Подол котты 3 касается тёмного балахона пришедшего. Толстяк часто моргает, его бледные крохотные глазки превращаются в щёлки.
– О нашем разговоре – ни слова никому, – пляшущее пламя факела дрожит в пальце от лица гостя, переливается на кованой гарде кинжала. Капли пота на щеках толстяка сверкают рубинами.
3
Котта – мужская туникообразная верхняя одежда.
Рука опускается и вкладывает факел во влажные безвольные пальцы.
– Ваша жизнь зависит только от вашего молчания.
– Да-да, – шепчет толстяк, – да-да. Несомненно.
I. Defensor
Глава 1
Охотник снял ладонь с рукояти кинжала, лишь когда за гостем закрылась дверь, и засов вернулся на место. Сердце бешено колотилось.
Эти простофили, убеждённые в том, что вершат благое дело, слишком пугливы и всегда готовы преувеличить. Пара обещаний и якобы секретов, таинственный шёпот на ухо где-нибудь в глухом переулке – и простофиля весь твой, с потрохами, уверенный в своей безопасности. Вот только зря – сколько ни подслушивай, сколько ни приукрашивай свои доносы, защищён не будешь… И всё же они несут вести. Такие, как сейчас.
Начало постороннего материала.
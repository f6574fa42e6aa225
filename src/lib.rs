pub mod completion;
pub mod config;
pub mod logging;
pub mod model;
pub mod prompt;
pub mod repl;
pub mod response;
pub mod session;
pub mod web;

use anyhow::{Result, bail};
use clap::Parser;
use std::net::SocketAddr;
use tracing::info;

use completion::completer_from_config;
use config::{API_KEY_VAR, Config};
use prompt::PromptBuilder;
use repl::run_repl;
use session::ChatSession;

#[derive(Debug, Parser)]
#[command(name = "gordon", version, about = "Chat with a brutally honest kitchen judge")]
pub struct Cli {
    /// Message for a single turn. Starts the interactive loop when omitted.
    pub prompt: Vec<String>,

    /// Return a canned reply instead of calling the API (same as GROQ_MOCK=true).
    #[arg(long)]
    pub mock: bool,

    /// Print the prompt that would be sent and exit.
    #[arg(long)]
    pub print_prompt: bool,

    /// Serve the browser front-end instead of the terminal loop.
    #[arg(long)]
    pub serve: bool,

    /// Listen address for --serve.
    #[arg(long, default_value = "127.0.0.1:8501")]
    pub addr: SocketAddr,
}

pub async fn run() -> Result<()> {
    dotenvy::dotenv().ok();
    let _log_guard = logging::init();

    let cli = Cli::parse();
    let mut cfg = Config::from_env();
    if cli.mock {
        cfg.mock = true;
    }
    info!(
        model = %cfg.model,
        endpoint = %cfg.endpoint_url(),
        mock = cfg.mock,
        wire_format = cfg.wire_format.as_str(),
        response_shape = cfg.response_shape.as_str(),
        api_key_origin = cfg.api_key_origin.map(|origin| origin.as_str()).unwrap_or("none"),
        "loaded runtime configuration"
    );

    if cli.print_prompt {
        let prompt = PromptBuilder::new(&cfg).build(&cli.prompt.join(" "), &[]);
        println!("{}", prompt.render());
        return Ok(());
    }

    let completer = completer_from_config(&cfg)?;
    if cli.serve {
        return web::serve(cfg, completer, cli.addr).await;
    }

    if !cfg.mock && !cfg.has_api_key() {
        bail!(
            "configuration error: {API_KEY_VAR} is not set. Set it in the environment or .env, \
             add it to the secrets file, or run with GROQ_MOCK=true."
        );
    }

    if cli.prompt.is_empty() {
        run_repl(&cfg, completer).await
    } else {
        let mut session = ChatSession::new(&cfg, completer);
        let parsed = session.run_turn(&cli.prompt.join(" ")).await?;
        println!("{}", parsed.render());
        Ok(())
    }
}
Пропадают люди, умирают младенцы, животные превращаются в чудовищ, ведьмы кружат в ночном небе, и бесы скачут средь улиц – сколько таких историй он слышал? И в скольких из них была истина?.. Но ушедшие под землю дома – кто мог бы выдумать такое? И зачем?.. Ловушка?
Охотник неслышно вздохнул. Невежды, погрязшие в заблуждениях и мраке, не оставляют попыток уничтожить всякого, кто отличается от них. Их безрассудная глупость не делает разницы между колдуном и охотником на колдунов, как только охотник переходит им дорогу. Как бы он ни был силён, какой бы благоговейный ужас ни внушал этим скудным на ум простецам – когда речь заходит об их собственной шкуре, куда только девается страх!
Они приходят, они приносят с собой огонь, они вооружаются вилами и кольями, они нападают из-за угла поодиночке или набрасываются всей толпой – как тогда, у храма. Они ждут окончания службы, эти безбожники, и бьют его, и швыряют в него камнями, и гонят его, как собаку, прочь. Его, охотника на колдунов, «комиссара ведьм», чья слава, несмотря на попытки оставаться в тени, далеко обогнала его, разлетевшись по всему ландграфству Гессен…
Охотник стиснул зубы, глядя, как вспыхивает и гаснет крохотный огонёк в плошке с маслом. Тяжёлый медный перстень-печатка на пальце правой руки казался золотым в отблесках света. По закопчённым стенам двигались причудливые тени, плотно запертые ставни на окне не пропускали ни дуновения свежей летней ночи. Как всегда в такие моменты, заныл рубец на рёбрах – там, куда пришёлся когда-то удар мотыги, и свело бровь, рассечённую брошенным камнем.
В комнате крепко, пряно пахло сухими травами – перевязанные верёвочками пучки висели по углам. На грубом столе не было ничего, кроме плошки и помутневшего кубка. В округлом металлическом боку блестело отражение – тёмное от загара лицо со слегка асимметричным упрямым подбородком. Чёрные волосы длинными змеями прилипли к вискам. Внимательные голубые глаза смотрели куда-то вглубь кубка, словно пытаясь разглядеть нечто скрытое там.